DATA RECORDS Block Start
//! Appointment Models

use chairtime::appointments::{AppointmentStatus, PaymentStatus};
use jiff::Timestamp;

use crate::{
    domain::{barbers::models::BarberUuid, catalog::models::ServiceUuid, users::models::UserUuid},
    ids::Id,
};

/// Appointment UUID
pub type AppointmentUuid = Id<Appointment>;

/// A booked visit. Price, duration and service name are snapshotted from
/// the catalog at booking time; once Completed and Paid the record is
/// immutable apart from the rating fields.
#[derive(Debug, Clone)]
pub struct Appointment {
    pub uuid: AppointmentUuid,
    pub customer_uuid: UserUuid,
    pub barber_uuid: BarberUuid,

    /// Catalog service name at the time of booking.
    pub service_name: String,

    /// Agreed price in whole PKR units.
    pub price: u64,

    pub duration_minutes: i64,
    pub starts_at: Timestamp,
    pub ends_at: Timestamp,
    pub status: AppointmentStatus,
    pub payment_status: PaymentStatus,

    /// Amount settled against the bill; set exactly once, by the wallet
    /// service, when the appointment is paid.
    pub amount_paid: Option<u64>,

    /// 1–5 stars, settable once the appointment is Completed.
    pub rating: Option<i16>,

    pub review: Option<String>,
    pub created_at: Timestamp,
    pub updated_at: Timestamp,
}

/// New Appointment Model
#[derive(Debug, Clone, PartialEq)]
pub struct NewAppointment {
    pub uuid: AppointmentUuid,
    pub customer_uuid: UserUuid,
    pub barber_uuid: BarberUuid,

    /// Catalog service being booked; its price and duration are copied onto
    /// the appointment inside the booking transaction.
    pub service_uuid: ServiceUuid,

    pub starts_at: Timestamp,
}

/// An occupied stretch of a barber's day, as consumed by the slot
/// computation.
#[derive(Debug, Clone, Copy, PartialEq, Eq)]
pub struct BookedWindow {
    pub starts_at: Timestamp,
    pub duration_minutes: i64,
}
DATA RECORDS Block End
DATA RECORDS Block Start
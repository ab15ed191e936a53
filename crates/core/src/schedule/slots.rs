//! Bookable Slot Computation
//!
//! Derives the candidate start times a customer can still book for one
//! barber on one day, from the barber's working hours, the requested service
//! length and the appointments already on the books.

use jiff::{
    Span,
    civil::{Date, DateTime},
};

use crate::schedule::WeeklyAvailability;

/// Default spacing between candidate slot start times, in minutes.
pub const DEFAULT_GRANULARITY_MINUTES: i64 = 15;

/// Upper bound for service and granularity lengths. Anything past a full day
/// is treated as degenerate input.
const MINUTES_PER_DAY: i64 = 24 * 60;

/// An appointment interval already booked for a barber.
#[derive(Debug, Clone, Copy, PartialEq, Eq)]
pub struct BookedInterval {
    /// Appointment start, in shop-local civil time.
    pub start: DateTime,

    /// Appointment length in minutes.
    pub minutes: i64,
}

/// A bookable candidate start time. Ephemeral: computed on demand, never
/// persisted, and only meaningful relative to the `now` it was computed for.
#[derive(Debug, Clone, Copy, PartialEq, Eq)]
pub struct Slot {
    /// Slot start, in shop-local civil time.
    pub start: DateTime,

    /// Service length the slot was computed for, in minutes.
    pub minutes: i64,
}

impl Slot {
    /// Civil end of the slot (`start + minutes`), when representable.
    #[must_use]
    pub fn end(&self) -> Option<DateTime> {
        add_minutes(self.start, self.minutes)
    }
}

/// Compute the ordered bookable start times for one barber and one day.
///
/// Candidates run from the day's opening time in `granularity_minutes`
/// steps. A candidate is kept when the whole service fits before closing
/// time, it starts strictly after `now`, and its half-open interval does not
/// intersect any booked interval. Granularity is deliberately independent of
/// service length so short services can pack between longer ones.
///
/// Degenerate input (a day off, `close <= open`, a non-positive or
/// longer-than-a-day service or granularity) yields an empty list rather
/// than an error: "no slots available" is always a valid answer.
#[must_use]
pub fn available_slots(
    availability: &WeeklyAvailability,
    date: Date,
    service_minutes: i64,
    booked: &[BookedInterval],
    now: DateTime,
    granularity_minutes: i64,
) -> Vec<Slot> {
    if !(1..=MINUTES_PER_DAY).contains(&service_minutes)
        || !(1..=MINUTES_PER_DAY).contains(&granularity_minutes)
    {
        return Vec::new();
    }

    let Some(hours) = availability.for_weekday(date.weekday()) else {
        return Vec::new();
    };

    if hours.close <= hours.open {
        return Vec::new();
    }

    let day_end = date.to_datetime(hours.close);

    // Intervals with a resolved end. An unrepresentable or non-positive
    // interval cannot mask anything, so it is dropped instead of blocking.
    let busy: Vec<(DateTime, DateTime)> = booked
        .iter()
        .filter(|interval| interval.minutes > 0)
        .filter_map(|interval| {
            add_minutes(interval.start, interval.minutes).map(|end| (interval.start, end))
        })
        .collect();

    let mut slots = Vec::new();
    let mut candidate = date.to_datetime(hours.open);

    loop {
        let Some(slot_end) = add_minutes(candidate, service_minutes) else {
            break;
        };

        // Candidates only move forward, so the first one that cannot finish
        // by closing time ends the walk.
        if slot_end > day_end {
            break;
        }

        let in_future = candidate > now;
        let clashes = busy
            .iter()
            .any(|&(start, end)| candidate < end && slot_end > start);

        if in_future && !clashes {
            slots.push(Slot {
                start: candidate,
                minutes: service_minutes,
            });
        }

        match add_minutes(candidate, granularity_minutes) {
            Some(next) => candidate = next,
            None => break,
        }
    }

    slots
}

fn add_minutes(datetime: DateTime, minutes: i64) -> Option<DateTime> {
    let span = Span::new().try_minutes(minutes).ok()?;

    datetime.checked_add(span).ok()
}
DATA RECORDS Block End
Where in the records does the word "input" appear? Copy each line that holds it.

**COMPLETED TASK**
/// is treated as degenerate input.
/// Degenerate input (a day off, `close <= open`, a non-positive or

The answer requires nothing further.